10 thoughts to “Software”

  1. How many documents can be compared? I am a high school teacher and I may need to upload and compare 20-30 documents against each other. Can WCopyfind handle that?
    Thanks,
    Susan

  2. The number of documents that WCopyfind can handle is limited only by your computer’s RAM memory and is probably several tens of thousands of documents. Checking 20 or 30 documents against one another is easy as pie.

    Actually, you don’t “upload” them — you merely drag the documents into WCopyfind’s inbox and let it compare them.
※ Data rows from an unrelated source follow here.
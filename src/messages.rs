//! The message log: sequencer batch items keyed by last sequence number,
//! delayed messages keyed by delayed index, and the accumulator chain that
//! ties the machine's inbox progress to a specific history. Reads carry a
//! start-accumulator consistency check; a mismatch surfaces as `NotFound`
//! and tells the caller the history it was following has been rewritten.

use crate::common::{checked_as_u64, marshal_u256, unmarshal_u256};
use crate::common::{Bytes, Hash, U256};
use crate::error::{Error, Result};
use crate::machine::{InboxState, MachineMessage};
use crate::storage::{Column, ReadWriteTransaction, StoreRead};

/// One entry of the sequencer feed. A sequencer message fills exactly one
/// sequence slot; an item without one promotes delayed messages, one slot
/// each, up to `total_delayed_count`.
#[derive(Clone, Debug, PartialEq, Eq)]
pub struct SequencerBatchItem {
    pub last_sequence_number: U256,
    pub total_delayed_count: U256,
    pub accumulator: Hash,
    pub sequencer_message: Option<Bytes>,
}

impl SequencerBatchItem {
    /// Stored row value; the key carries `last_sequence_number`.
    pub fn encode(&self) -> Vec<u8> {
        let mut s = rlp::RlpStream::new();
        match &self.sequencer_message {
            Some(msg) => {
                s.begin_list(3);
                s.append(&self.total_delayed_count);
                s.append(&self.accumulator);
                s.append(msg);
            }
            None => {
                s.begin_list(2);
                s.append(&self.total_delayed_count);
                s.append(&self.accumulator);
            }
        }
        s.out().to_vec()
    }

    pub fn decode(last_sequence_number: U256, raw: &[u8]) -> Result<Self> {
        let rlp = rlp::Rlp::new(raw);
        let total_delayed_count = rlp.val_at(0)?;
        let accumulator = rlp.val_at(1)?;
        let sequencer_message = match rlp.item_count()? {
            2 => None,
            3 => Some(rlp.val_at::<Bytes>(2)?),
            n => {
                return Err(Error::corrupt(format!(
                    "batch item with {} fields",
                    n
                )))
            }
        };
        Ok(Self {
            last_sequence_number,
            total_delayed_count,
            accumulator,
            sequencer_message,
        })
    }
}

/// Feed input: what one appended batch item carries.
#[derive(Clone, Debug)]
pub enum InboxItem {
    /// A sequencer message, filling one sequence slot.
    Sequencer(Bytes),
    /// A run of delayed messages promoted into the sequence, one slot each.
    Delayed(Vec<Bytes>),
}

/// `keccak(prev_acc || item_hash)` for a sequencer message item.
pub fn sequencer_item_acc(prev_acc: &Hash, message: &Bytes) -> Hash {
    prev_acc.chain(&Hash::hash(message))
}

/// Accumulator for a delayed-run item: the run digest folds the message
/// hashes in order, then is bound to the delayed count it advances to.
pub fn delayed_item_acc(
    prev_acc: &Hash, total_delayed_count: &U256, run: &[Bytes],
) -> Hash {
    let mut digest = Hash::zero().clone();
    for msg in run {
        digest = digest.chain(&Hash::hash(msg));
    }
    let mut buf = Vec::with_capacity(64);
    buf.extend_from_slice(&marshal_u256(total_delayed_count));
    buf.extend_from_slice(digest.as_bytes());
    prev_acc.chain(&Hash::hash(&buf))
}

pub fn put_batch_item(
    tx: &ReadWriteTransaction, item: &SequencerBatchItem,
) -> Result<()> {
    tx.put(
        Column::SequencerBatchItems,
        &marshal_u256(&item.last_sequence_number),
        &item.encode(),
    )
}

pub fn put_delayed_message(
    tx: &ReadWriteTransaction, index: &U256, message: &Bytes,
) -> Result<()> {
    tx.put(Column::DelayedMessages, &marshal_u256(index), message)
}

/// First batch item at or after `sequence_number`.
pub fn next_batch_item(
    tx: &impl StoreRead, sequence_number: &U256,
) -> Result<SequencerBatchItem> {
    let mut it = tx.iter(Column::SequencerBatchItems);
    it.seek(&marshal_u256(sequence_number));
    if !it.valid() {
        it.status()?;
        return Err(Error::NotFound)
    }
    let last_seq = unmarshal_u256(it.key().ok_or(Error::NotFound)?);
    SequencerBatchItem::decode(last_seq, it.value().ok_or(Error::NotFound)?)
}

/// The newest batch item, if the log is non-empty.
pub fn tip_batch_item(
    tx: &impl StoreRead,
) -> Result<Option<SequencerBatchItem>> {
    let mut it = tx.iter(Column::SequencerBatchItems);
    it.seek_to_last();
    if !it.valid() {
        it.status()?;
        return Ok(None)
    }
    let last_seq = unmarshal_u256(it.key().ok_or(Error::NotFound)?);
    SequencerBatchItem::decode(last_seq, it.value().ok_or(Error::NotFound)?)
        .map(Some)
}

/// Does the log still confirm the machine's inbox progress?
pub fn is_valid(tx: &impl StoreRead, inbox: &InboxState) -> Result<bool> {
    if inbox.count.is_zero() {
        return Ok(true)
    }
    match next_batch_item(tx, &(inbox.count - 1)) {
        Ok(item) => Ok(item.accumulator == inbox.accumulator),
        Err(e) if e.is_not_found() => Ok(false),
        Err(e) => Err(e),
    }
}

/// Messages `[index, index + count)` paired with their accumulators.
///
/// When `start_acc` is given, the item covering `index - 1` must carry
/// exactly that accumulator; otherwise the read fails with `NotFound` and
/// the caller treats it as a reorg in progress. A batch item that mixes a
/// sequencer message with delayed advancement, or that references delayed
/// messages the log does not hold, is a fatal format error.
pub fn get_messages_impl(
    tx: &impl StoreRead, index: U256, count: U256, start_acc: Option<&Hash>,
) -> Result<Vec<MachineMessage>> {
    let mut messages = Vec::new();
    if count.is_zero() && index.is_zero() {
        return Ok(messages)
    }
    let count_limit = checked_as_u64(&count).unwrap_or(u64::MAX) as usize;

    let mut start = index;
    let mut needs_consistency_check = false;
    if start > U256::zero() {
        // Check the previous item to ensure the inbox state is valid
        start = start - 1;
        needs_consistency_check = true;
    }

    let mut seq_it = tx.iter(Column::SequencerBatchItems);
    seq_it.seek(&marshal_u256(&start));

    let mut prev_delayed_count = U256::zero();
    let mut delayed_it = None;
    while seq_it.valid() {
        let last_seq = unmarshal_u256(seq_it.key().ok_or(Error::NotFound)?);
        let item = SequencerBatchItem::decode(
            last_seq,
            seq_it.value().ok_or(Error::NotFound)?,
        )?;

        if needs_consistency_check {
            if let Some(acc) = start_acc {
                if &item.accumulator != acc {
                    return Err(Error::NotFound)
                }
            }
            needs_consistency_check = false;
            if count.is_zero() {
                // The caller only wanted the consistency check
                break
            }
            prev_delayed_count = item.total_delayed_count;
            if item.last_sequence_number >= index {
                // We are in the middle of a delayed batch
                if item.sequencer_message.is_some() {
                    return Err(Error::corrupt(
                        "sequencer message item spans several slots",
                    ))
                }
                // Offset by the distance to the end of the batch
                prev_delayed_count = prev_delayed_count -
                    (item.last_sequence_number + 1 - index);
            } else {
                // We are just after this batch item
                seq_it.next();
                continue
            }
        }

        if let Some(msg) = &item.sequencer_message {
            messages.push(MachineMessage {
                message: msg.clone(),
                accumulator: item.accumulator.clone(),
            });
            if prev_delayed_count != item.total_delayed_count {
                return Err(Error::corrupt(
                    "batch item has both sequencer message and delayed \
                     messages",
                ))
            }
        } else if item.total_delayed_count > prev_delayed_count {
            if delayed_it.is_none() {
                let mut it = tx.iter(Column::DelayedMessages);
                it.seek(&marshal_u256(&prev_delayed_count));
                delayed_it = Some(it);
            }
            let d_it = delayed_it.as_mut().unwrap();
            while d_it.valid() &&
                prev_delayed_count < item.total_delayed_count &&
                messages.len() < count_limit
            {
                let delayed_key =
                    unmarshal_u256(d_it.key().ok_or(Error::NotFound)?);
                if delayed_key != prev_delayed_count {
                    return Err(Error::corrupt(
                        "wrong delayed message in database",
                    ))
                }
                messages.push(MachineMessage {
                    message: d_it.value().ok_or(Error::NotFound)?.into(),
                    accumulator: item.accumulator.clone(),
                });
                prev_delayed_count = prev_delayed_count + 1;
                d_it.next();
            }
            d_it.status()?;
            if messages.len() < count_limit &&
                prev_delayed_count != item.total_delayed_count
            {
                return Err(Error::corrupt(
                    "batch item references nonexistent delayed messages",
                ))
            }
        } else {
            return Err(Error::corrupt("batch item advances nothing"))
        }

        if messages.len() >= count_limit {
            break
        }
        seq_it.next();
    }
    seq_it.status()?;
    if needs_consistency_check {
        return Err(Error::NotFound)
    }
    Ok(messages)
}

/// The up-to-`count` messages the machine would consume next, checked
/// against its current inbox accumulator.
pub fn read_next_messages(
    tx: &impl StoreRead, inbox: &InboxState, count: usize,
) -> Result<Vec<MachineMessage>> {
    let start_acc = if inbox.count.is_zero() {
        None
    } else {
        Some(&inbox.accumulator)
    };
    get_messages_impl(tx, inbox.count, count.into(), start_acc)
}

/// Remove every batch item with `last_sequence_number >= sequence_number`.
/// Returns the new message count (one past the kept tip).
pub fn delete_batch_items_from(
    tx: &ReadWriteTransaction, sequence_number: &U256,
) -> Result<U256> {
    let mut doomed = Vec::new();
    {
        let mut it = tx.iter(Column::SequencerBatchItems);
        it.seek(&marshal_u256(sequence_number));
        while it.valid() {
            doomed.push(it.key().ok_or(Error::NotFound)?.to_vec());
            it.next();
        }
        it.status()?;
    }
    for key in doomed {
        tx.delete(Column::SequencerBatchItems, &key)?;
    }
    match tip_batch_item(tx)? {
        Some(tip) => Ok(tip.last_sequence_number + 1),
        None => Ok(U256::zero()),
    }
}

/// Remove every delayed message with index `>= delayed_index`.
pub fn delete_delayed_from(
    tx: &ReadWriteTransaction, delayed_index: &U256,
) -> Result<()> {
    let mut doomed = Vec::new();
    {
        let mut it = tx.iter(Column::DelayedMessages);
        it.seek(&marshal_u256(delayed_index));
        while it.valid() {
            doomed.push(it.key().ok_or(Error::NotFound)?.to_vec());
            it.next();
        }
        it.status()?;
    }
    for key in doomed {
        tx.delete(Column::DelayedMessages, &key)?;
    }
    Ok(())
}

#[cfg(test)]
mod tests {
    use super::*;

    #[test]
    fn batch_item_round_trip_with_message() {
        let item = SequencerBatchItem {
            last_sequence_number: 42u64.into(),
            total_delayed_count: 7u64.into(),
            accumulator: Hash::hash(b"acc"),
            sequencer_message: Some(Bytes::from(&b"payload"[..])),
        };
        let back =
            SequencerBatchItem::decode(42u64.into(), &item.encode()).unwrap();
        assert_eq!(back, item);
    }

    #[test]
    fn batch_item_round_trip_delayed() {
        let item = SequencerBatchItem {
            last_sequence_number: 99u64.into(),
            total_delayed_count: 100u64.into(),
            accumulator: Hash::hash(b"acc2"),
            sequencer_message: None,
        };
        let back =
            SequencerBatchItem::decode(99u64.into(), &item.encode()).unwrap();
        assert_eq!(back, item);
    }

    #[test]
    fn accumulators_depend_on_content_and_order() {
        let zero = Hash::zero();
        let a = sequencer_item_acc(zero, &Bytes::from(&b"a"[..]));
        let b = sequencer_item_acc(&a, &Bytes::from(&b"b"[..]));
        assert_ne!(a, b);
        assert_eq!(b, sequencer_item_acc(&a, &Bytes::from(&b"b"[..])));
        let run = vec![Bytes::from(&b"x"[..]), Bytes::from(&b"y"[..])];
        let d1 = delayed_item_acc(&b, &2u64.into(), &run);
        let d2 = delayed_item_acc(&b, &3u64.into(), &run);
        assert_ne!(d1, d2);
    }
}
The documents never leave your computer, which is important because it means that you retain complete control over them and don’t risk having those documents drift around the internet after you’ve done the comparison.

    Just download WCopyfind onto your computer, create a report folder, drag your documents into its inbox, and run it. With fewer than 30 documents to compare, I expect it to finish its work in about 1 second.

  3. I would just like to mention that I found WCopyfind both very easy to use AND quite elegant in the manner in which it compares documents. I was using it to compare two moderately long texts(35 pages) and in addition to the “metrics” provided, WCF provides a side by side html output of the documents linking similar/identical passages that might be near the start of one and towards the middle of the other.

    1. If there are no matching pairs of document, then WCopyfind doesn’t list any comparison links. I should add a comment that indicates this point so that you’re not left thinking that it didn’t run properly. I’ll put it on my todo list and try to get it done shortly.

      Thanks!

      Lou

  4. This software is good and I am looking forward to either command line windows version or even better Linux/Unix command line as it would greatly simplify automated tasks.

    Thanks

  5. Thank you for this very useful tool. I have been using it for years. Its speed is amazing.
    If you ever feel inclined to add features to WCopyFind, might I suggest an option to not compare bibliographies? The program could simply ignore everything in a file after a line containing one of a list of common phrases such as “Bibliography”, “Works Cited”, “References”, etc. and no other words. It might be useful to allow the user to add terms to the list (maybe in a separate text file?), since academic citation styles vary. People might even use this feature to exclude the ends of files for other reasons specific to particular assignments. This would make the measures of matches more useful in distinguishing inappropriate matching text from appropriate matching references without having to look at many side-by-side comparisons.
    Thank you!

  6. For what it’s worth, I just ran the WCopyfind successfully on my Mac (OS X Mavericks) under Wine (installed via MacPorts). I’ll try it on my home Linux box tonight, but presumably it should work there as well.